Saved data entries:
§

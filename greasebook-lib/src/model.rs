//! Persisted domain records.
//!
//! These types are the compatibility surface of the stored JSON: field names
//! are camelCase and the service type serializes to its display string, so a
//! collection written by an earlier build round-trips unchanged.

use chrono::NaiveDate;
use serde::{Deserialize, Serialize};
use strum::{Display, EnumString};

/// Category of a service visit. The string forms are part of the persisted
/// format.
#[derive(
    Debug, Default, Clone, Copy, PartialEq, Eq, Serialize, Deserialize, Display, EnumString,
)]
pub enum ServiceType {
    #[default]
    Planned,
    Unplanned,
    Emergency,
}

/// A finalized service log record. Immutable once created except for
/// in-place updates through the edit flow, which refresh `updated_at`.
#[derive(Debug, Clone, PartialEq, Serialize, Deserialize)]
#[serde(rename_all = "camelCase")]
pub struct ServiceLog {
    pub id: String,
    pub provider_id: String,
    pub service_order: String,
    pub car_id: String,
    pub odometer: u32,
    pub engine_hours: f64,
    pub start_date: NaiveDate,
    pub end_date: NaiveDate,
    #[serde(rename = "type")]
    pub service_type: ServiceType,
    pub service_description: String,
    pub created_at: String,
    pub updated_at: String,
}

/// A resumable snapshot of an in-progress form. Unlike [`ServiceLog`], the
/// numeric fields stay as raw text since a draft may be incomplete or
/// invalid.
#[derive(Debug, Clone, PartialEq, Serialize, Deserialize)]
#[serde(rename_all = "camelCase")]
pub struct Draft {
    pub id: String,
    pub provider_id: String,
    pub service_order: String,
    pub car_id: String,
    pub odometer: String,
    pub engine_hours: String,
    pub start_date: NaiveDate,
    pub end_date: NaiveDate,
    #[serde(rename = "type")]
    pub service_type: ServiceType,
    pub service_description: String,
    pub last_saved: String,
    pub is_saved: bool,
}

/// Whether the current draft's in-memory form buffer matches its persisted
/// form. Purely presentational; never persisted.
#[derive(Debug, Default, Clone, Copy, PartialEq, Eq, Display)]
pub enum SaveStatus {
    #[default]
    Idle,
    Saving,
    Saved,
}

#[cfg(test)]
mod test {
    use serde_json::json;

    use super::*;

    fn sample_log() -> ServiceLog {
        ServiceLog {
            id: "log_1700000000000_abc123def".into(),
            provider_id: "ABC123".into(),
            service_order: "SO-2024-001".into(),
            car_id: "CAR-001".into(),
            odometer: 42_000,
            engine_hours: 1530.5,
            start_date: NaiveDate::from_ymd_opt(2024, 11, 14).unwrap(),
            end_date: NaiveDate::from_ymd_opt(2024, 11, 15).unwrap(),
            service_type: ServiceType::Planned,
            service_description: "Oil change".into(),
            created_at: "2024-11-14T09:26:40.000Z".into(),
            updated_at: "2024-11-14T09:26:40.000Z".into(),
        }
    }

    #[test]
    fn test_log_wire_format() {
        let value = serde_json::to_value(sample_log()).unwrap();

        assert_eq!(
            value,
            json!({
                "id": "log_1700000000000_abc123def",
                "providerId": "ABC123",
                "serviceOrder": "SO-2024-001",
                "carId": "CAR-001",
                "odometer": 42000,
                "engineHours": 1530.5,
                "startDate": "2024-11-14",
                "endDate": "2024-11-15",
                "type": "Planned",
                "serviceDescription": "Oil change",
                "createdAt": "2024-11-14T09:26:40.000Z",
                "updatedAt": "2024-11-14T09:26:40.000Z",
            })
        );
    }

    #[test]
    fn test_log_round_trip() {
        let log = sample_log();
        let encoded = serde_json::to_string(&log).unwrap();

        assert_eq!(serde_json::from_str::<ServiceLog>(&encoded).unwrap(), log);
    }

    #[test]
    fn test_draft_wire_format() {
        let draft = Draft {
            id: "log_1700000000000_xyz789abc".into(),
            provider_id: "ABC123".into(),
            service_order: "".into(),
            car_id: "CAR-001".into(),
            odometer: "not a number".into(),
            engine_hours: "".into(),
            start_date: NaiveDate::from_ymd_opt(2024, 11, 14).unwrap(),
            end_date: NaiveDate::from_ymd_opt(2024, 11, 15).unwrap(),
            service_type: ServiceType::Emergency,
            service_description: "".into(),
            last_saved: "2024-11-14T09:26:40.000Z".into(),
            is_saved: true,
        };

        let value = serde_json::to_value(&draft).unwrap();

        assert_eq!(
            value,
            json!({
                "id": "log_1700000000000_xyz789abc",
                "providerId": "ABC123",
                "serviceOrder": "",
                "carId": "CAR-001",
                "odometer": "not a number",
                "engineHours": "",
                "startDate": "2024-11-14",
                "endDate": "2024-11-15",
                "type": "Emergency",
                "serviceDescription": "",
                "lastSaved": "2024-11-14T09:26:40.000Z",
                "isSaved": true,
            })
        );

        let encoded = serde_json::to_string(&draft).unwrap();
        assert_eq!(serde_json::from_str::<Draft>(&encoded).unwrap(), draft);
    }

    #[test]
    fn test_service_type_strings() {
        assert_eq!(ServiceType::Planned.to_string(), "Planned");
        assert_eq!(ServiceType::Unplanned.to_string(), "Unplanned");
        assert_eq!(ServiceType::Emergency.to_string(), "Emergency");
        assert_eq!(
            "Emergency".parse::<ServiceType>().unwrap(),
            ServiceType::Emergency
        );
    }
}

§

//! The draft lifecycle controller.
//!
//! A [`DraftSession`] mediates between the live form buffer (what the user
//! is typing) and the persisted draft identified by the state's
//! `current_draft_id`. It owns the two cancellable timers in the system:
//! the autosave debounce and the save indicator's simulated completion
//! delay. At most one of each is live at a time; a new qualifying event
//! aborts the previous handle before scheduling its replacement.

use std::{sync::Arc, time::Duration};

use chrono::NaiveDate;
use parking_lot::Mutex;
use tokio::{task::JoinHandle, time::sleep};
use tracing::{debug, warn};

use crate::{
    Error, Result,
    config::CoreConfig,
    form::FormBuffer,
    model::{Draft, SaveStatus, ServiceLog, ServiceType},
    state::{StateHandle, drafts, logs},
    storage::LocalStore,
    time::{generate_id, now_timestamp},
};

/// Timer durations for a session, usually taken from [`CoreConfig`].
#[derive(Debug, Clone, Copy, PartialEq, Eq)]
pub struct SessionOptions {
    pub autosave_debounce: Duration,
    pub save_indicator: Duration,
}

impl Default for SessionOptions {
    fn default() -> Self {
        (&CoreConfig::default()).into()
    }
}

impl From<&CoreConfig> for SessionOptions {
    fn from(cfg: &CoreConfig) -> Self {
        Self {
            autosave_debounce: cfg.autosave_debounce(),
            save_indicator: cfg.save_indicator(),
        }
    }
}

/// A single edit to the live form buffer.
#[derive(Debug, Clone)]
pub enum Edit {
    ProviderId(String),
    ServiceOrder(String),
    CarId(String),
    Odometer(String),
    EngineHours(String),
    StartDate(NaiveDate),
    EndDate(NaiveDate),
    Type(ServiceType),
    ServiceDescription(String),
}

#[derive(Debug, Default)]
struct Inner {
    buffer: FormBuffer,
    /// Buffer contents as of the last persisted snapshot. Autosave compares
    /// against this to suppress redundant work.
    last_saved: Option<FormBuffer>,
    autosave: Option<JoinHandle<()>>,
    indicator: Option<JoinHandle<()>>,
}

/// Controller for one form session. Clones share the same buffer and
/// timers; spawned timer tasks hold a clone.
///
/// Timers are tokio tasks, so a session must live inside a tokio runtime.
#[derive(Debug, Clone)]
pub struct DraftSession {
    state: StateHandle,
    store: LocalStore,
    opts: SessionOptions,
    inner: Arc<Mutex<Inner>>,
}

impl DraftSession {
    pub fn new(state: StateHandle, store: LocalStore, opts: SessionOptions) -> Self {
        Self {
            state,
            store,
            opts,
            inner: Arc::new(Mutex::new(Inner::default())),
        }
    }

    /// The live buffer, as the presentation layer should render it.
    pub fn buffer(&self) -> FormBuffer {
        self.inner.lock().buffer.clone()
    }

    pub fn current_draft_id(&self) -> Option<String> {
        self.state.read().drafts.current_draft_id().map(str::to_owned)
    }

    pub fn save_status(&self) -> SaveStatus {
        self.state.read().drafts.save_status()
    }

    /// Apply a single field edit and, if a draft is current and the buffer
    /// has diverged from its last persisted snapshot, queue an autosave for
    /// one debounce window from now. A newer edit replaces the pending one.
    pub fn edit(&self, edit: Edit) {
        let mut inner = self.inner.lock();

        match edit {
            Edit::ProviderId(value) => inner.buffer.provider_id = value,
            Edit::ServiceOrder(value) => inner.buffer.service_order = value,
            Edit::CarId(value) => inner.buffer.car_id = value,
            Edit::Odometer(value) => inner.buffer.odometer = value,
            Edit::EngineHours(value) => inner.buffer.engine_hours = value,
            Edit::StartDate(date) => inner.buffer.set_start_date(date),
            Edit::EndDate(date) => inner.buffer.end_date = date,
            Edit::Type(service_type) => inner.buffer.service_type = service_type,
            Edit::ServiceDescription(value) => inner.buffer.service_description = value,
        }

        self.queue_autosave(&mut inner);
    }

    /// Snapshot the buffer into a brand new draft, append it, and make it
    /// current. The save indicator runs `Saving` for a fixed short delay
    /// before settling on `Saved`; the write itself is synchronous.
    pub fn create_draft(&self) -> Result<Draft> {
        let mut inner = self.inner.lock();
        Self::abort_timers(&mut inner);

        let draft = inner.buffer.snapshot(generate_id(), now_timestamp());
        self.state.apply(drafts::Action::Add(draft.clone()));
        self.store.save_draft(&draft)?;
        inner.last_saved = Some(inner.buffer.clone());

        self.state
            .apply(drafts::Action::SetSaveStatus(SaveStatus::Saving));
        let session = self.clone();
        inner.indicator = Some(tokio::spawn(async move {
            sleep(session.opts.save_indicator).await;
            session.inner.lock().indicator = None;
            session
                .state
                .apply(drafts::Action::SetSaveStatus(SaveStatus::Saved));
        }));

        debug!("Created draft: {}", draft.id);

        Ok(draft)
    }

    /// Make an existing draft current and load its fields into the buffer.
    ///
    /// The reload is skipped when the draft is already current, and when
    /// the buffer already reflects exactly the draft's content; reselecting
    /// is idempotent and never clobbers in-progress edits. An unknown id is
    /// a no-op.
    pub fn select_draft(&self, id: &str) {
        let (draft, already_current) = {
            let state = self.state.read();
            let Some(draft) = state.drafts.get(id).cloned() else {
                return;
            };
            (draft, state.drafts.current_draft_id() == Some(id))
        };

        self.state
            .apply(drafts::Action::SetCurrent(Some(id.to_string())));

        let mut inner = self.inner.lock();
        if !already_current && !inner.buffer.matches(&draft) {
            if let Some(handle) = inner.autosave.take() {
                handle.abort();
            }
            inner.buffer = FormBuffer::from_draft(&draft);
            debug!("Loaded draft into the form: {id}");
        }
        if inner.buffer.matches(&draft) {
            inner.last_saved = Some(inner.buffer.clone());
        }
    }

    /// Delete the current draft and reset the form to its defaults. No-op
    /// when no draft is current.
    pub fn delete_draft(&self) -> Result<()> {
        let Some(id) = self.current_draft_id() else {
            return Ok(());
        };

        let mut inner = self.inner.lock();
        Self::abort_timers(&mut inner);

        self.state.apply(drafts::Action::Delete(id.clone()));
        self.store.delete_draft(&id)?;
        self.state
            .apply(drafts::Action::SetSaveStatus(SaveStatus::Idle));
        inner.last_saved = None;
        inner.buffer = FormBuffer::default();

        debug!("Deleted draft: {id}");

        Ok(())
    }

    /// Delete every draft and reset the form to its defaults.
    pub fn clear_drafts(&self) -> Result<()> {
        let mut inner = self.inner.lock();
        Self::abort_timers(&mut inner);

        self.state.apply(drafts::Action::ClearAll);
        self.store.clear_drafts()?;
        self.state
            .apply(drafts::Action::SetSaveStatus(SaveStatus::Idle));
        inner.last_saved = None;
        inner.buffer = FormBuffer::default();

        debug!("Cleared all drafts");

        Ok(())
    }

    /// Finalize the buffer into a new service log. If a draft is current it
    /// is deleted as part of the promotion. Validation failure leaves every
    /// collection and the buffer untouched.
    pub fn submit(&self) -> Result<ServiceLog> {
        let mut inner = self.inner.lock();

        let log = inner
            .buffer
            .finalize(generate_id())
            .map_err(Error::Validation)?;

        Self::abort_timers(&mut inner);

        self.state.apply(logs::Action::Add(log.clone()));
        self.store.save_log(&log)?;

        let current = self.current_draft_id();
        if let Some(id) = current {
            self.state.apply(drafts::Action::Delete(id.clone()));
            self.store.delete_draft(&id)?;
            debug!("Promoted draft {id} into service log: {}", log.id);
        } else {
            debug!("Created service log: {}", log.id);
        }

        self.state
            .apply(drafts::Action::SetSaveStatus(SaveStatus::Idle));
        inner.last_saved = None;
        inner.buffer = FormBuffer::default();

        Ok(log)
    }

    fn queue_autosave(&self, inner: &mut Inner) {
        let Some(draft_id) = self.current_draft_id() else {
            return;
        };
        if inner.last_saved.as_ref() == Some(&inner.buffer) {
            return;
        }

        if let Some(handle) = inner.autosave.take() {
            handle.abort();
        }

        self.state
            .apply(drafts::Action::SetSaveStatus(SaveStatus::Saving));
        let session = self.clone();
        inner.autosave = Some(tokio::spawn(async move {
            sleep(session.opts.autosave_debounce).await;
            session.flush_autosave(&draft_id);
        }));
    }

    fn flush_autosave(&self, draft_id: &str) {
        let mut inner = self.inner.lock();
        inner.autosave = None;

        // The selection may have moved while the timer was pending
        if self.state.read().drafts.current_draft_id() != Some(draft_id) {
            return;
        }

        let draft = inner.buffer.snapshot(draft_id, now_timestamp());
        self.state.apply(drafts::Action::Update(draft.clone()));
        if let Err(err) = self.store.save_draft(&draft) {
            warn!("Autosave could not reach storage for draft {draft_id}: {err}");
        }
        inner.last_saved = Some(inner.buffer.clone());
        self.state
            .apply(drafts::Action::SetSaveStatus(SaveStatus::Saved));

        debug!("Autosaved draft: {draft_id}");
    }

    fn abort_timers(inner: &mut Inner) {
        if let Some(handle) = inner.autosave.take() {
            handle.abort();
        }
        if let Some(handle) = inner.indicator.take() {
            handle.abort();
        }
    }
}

§

What you have to do: Pull out every line of the entries that includes the word "warn".

Response:
use tracing::{debug, warn};
            warn!("Autosave could not reach storage for draft {draft_id}: {err}");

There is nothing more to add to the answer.